Значение слова "BAKA, MIROSŁAW" найдено в 1 источнике

BAKA, MIROSŁAW

найдено в "Guide to cinema"

(1963-)
   Actor Mirosław Baka became internationally known for his role as a young drifter in Krzysztof Kieslowski's celebrated television film Decalogue 5 and its theatrical version, A Short Film about Killing (1988). This was Baka's third screen appearance and his first major role (he graduated from acting school in 1989). At the beginning of the 1990s, he played various roles in films directed by Jacek Skalski and Andrzej Barański (By the River Nowhere, 1991) and gained critical praise for his role as a postwar regional Communist Party secretary in Andrzej Wajda's The Ring with a Crowned Eagle (1992).Later he excelled in Wajda's television film Franciszek Kłos' Death Sentence (2000), playing another (after A Short Film about Killing) antihero—a Polish policeman during World War II who collaborates with the Germans and subsequently is sentenced to death by the underground.
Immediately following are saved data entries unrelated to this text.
#[derive(Clone, Debug)]
pub struct ReconcileOptions {
    /// Downscale applied before detection, 0 < f <= 1.
    pub scale_factor: f32,
    pub detection_model: DetectionModel,
    pub encode_threads: usize,
    pub invalidation: InvalidationPolicy,
    /// Failed decodes before an image is skipped; 0 retries forever.
    pub max_decode_attempts: u32,
    /// Drop records whose file is gone from the library.
    pub prune_missing: bool,
}

impl Default for ReconcileOptions {
    fn default() -> Self {
        Self {
            scale_factor: DEFAULT_SCALE_FACTOR,
            detection_model: DetectionModel::Fast,
            encode_threads: std::thread::available_parallelism().map(|n| n.get()).unwrap_or(2),
            invalidation: InvalidationPolicy::Never,
            max_decode_attempts: DEFAULT_MAX_DECODE_ATTEMPTS,
            prune_missing: false,
        }
    }
}

impl ReconcileOptions {
    pub fn validate(&self) -> Result<()> {
        check_scale_factor(self.scale_factor)?;
        if self.encode_threads == 0 {
            return Err(FaceError::InvalidParameter("encode_threads must be at least 1".into()));
        }
        Ok(())
    }

    fn is_quarantined(&self, failure: &DecodeFailure, image: &LibraryImage) -> bool {
        self.max_decode_attempts > 0
            && failure.attempts >= self.max_decode_attempts
            && image.same_metadata(failure.size_bytes, failure.mtime_ns)
    }
}

#[derive(Debug, Clone, Default, PartialEq, Eq, Serialize)]
pub struct ReconcileReport {
    /// Library images seen on disk.
    pub scanned: usize,
    /// Images encoded for the first time.
    pub encoded: usize,
    /// Cached images encoded again after their content changed.
    pub reencoded: usize,
    /// Cached images whose size/mtime moved but whose content did not.
    pub refreshed: usize,
    pub faces_found: usize,
    pub decode_failures: usize,
    /// Images skipped because they failed too often.
    pub quarantined: usize,
    pub pruned: usize,
    /// Whether the store file was written.
    pub persisted: bool,
    pub elapsed_ms: u64,
}

/// Maps a library directory to its own store file under `data_dir`, so two
/// libraries never share identifiers.
pub fn store_path_for(data_dir: &Path, library_dir: &Path) -> Result<PathBuf> {
    let canonical = std::fs::canonicalize(library_dir)?;
    let digest = xxhash_rust::xxh3::xxh3_64(canonical.to_string_lossy().as_bytes());
    Ok(data_dir.join("stores").join(format!("{}.db", hex::encode(digest.to_be_bytes()))))
}

pub struct EmbeddingStore {
    path: PathBuf,
    busy_timeout: Duration,
    // None until the file exists; an empty library never creates it.
    conn: Option<Connection>,
    // Built on first encode, rebuilt only when the thread count changes.
    pool: Option<rayon::ThreadPool>,
    records: BTreeMap<ImageId, EncodingRecord>,
    failures: BTreeMap<ImageId, DecodeFailure>,
}

struct Candidate {
    image: LibraryImage,
    previous: Option<Fingerprint>,
}

enum Work {
    Refreshed(Fingerprint),
    Encoded(Fingerprint, Vec<DetectedFace>),
    Failed(FaceError),
}

struct Merged {
    report: ReconcileReport,
    records: BTreeMap<ImageId, EncodingRecord>,
    failures: BTreeMap<ImageId, DecodeFailure>,
}

impl EmbeddingStore {
    pub fn open(path: impl Into<PathBuf>) -> Result<Self> {
        Self::open_with_timeout(path, DEFAULT_BUSY_TIMEOUT)
    }

    /// Load the store at `path`, or start empty if there is none. An
    /// unreadable file is moved aside and replaced by an empty store.
    pub fn open_with_timeout(path: impl Into<PathBuf>, busy_timeout: Duration) -> Result<Self> {
        let mut store = Self {
            path: path.into(),
            busy_timeout,
            conn: None,
            pool: None,
            records: BTreeMap::new(),
            failures: BTreeMap::new(),
        };
        if !store.path.exists() {
            debug!("no embedding store at {:?}; starting empty", store.path);
            return Ok(store);
        }

        match load_existing(&store.path, busy_timeout) {
            Ok((conn, records, failures)) => {
                info!(
                    "loaded embedding store {:?}: {} records, {} pending failures",
                    store.path,
                    records.len(),
                    failures.len()
                );
                store.conn = Some(conn);
                store.records = records;
                store.failures = failures;
            }
            Err(e) if db::is_corruption(&e) => {
                let moved = move_aside(&store.path)?;
                warn!(
                    "embedding store {:?} is unreadable ({}); moved to {:?}, starting empty",
                    store.path, e, moved
                );
            }
            Err(e) => return Err(e),
        }
        Ok(store)
    }

    pub fn path(&self) -> &Path {
        &self.path
    }

    pub fn get(&self, id: &ImageId) -> Option<&EncodingRecord> {
        self.records.get(id)
    }

    pub fn contains(&self, id: &ImageId) -> bool {
        self.records.contains_key(id)
    }

    pub fn len(&self) -> usize {
        self.records.len()
    }

    pub fn is_empty(&self) -> bool {
        self.records.is_empty()
    }

    /// Records in identifier order.
    pub fn iter(&self) -> impl Iterator<Item = (&ImageId, &EncodingRecord)> {
        self.records.iter()
    }

    pub fn records(&self) -> &BTreeMap<ImageId, EncodingRecord> {
        &self.records
    }

    pub fn face_count(&self) -> usize {
        self.records.values().map(|r| r.faces.len()).sum()
    }

    /// Dimensionality of the stored embeddings, if any face is stored.
    pub fn dimension(&self) -> Option<usize> {
        self.records.values().flat_map(|r| r.embeddings()).map(|e| e.dim()).next()
    }

    pub fn failures(&self) -> &BTreeMap<ImageId, DecodeFailure> {
        &self.failures
    }

    /// Identifiers that reached `max_attempts` failed decodes.
    pub fn quarantined(&self, max_attempts: u32) -> Vec<(&ImageId, &DecodeFailure)> {
        if max_attempts == 0 {
            return Vec::new();
        }
        self.failures.iter().filter(|(_, f)| f.attempts >= max_attempts).collect()
    }

    /// Forget one image so the next reconcile encodes it again. Clears its
    /// failure bookkeeping too. Returns whether anything was removed.
    pub fn invalidate(&mut self, id: &ImageId) -> Result<bool> {
        let mut removed = false;
        if let Some(conn) = self.conn.as_mut() {
            let tx = conn.transaction_with_behavior(TransactionBehavior::Immediate)?;
            removed |= writer::delete_record(&tx, id)?;
            removed |= writer::delete_failure(&tx, id)?;
            if removed {
                tx.commit()?;
            }
        }
        removed |= self.records.remove(id).is_some();
        removed |= self.failures.remove(id).is_some();
        if removed {
            info!("invalidated {}", id);
        }
        Ok(removed)
    }

    /// Drop every record. Returns how many records were removed.
    pub fn clear(&mut self) -> Result<usize> {
        let mut removed = self.records.len();
        if let Some(conn) = self.conn.as_mut() {
            let tx = conn.transaction_with_behavior(TransactionBehavior::Immediate)?;
            removed = removed.max(writer::clear_all(&tx)?);
            tx.commit()?;
        }
        self.records.clear();
        self.failures.clear();
        info!("cleared embedding store {:?} ({} records)", self.path, removed);
        Ok(removed)
    }

    /// Bring the store in line with `library_dir`: every image gets exactly
    /// one record, and images already cached are not encoded again.
    pub fn reconcile(
        &mut self,
        library_dir: &Path,
        encoder: &dyn Encoder,
        opts: &ReconcileOptions,
    ) -> Result<ReconcileReport> {
        opts.validate()?;
        let started = Instant::now();
        let images = scan_library(library_dir)?;

        if self.conn.is_none() && images.is_empty() && !self.path.exists() {
            debug!("library {:?} is empty; nothing to reconcile", library_dir);
            return Ok(ReconcileReport {
                elapsed_ms: started.elapsed().as_millis() as u64,
                ..Default::default()
            });
        }

        self.ensure_connection()?;
        let conn = self
            .conn
            .as_mut()
            .ok_or_else(|| FaceError::StoreCorrupt("store connection unavailable".into()))?;
        let merged = reconcile_locked(conn, &mut self.pool, images, encoder, opts)?;

        self.records = merged.records;
        self.failures = merged.failures;
        let mut report = merged.report;
        report.elapsed_ms = started.elapsed().as_millis() as u64;
        info!(
            "reconciled {:?}: scanned={} encoded={} reencoded={} refreshed={} faces={} failures={} quarantined={} pruned={} persisted={} in {}ms",
            library_dir,
            report.scanned,
            report.encoded,
            report.reencoded,
            report.refreshed,
            report.faces_found,
            report.decode_failures,
            report.quarantined,
            report.pruned,
            report.persisted,
            report.elapsed_ms
        );
        Ok(report)
    }

    fn ensure_connection(&mut self) -> Result<()> {
        if self.conn.is_none() {
            if let Some(parent) = self.path.parent() {
                if !parent.as_os_str().is_empty() {
                    std::fs::create_dir_all(parent)?;
                }
            }
            let conn = db::open_or_create(&self.path, self.busy_timeout)?;
            info!("created embedding store {:?}", self.path);
            self.conn = Some(conn);
        }
        Ok(())
    }
}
Baka maintained popularity in Poland playing "tough guys" in Władysław Pasikowski's films The War Demons According to Goya (1998) and Reich (2001), where he was paired with Bogusław Linda. For his role as a stockbroker in Amok (1998), directed by Natalia Koryncka-Gruz, he was nominated for the Polish Film Award "Eagle." Baka also acted in films made in Hungary, Denmark, and Germany: for example, in Emily Atefs film Molly's Way (2005). Since 1988 he has been associated with the Seashore Theater in Gdańsk (Teatr Wybrzeże).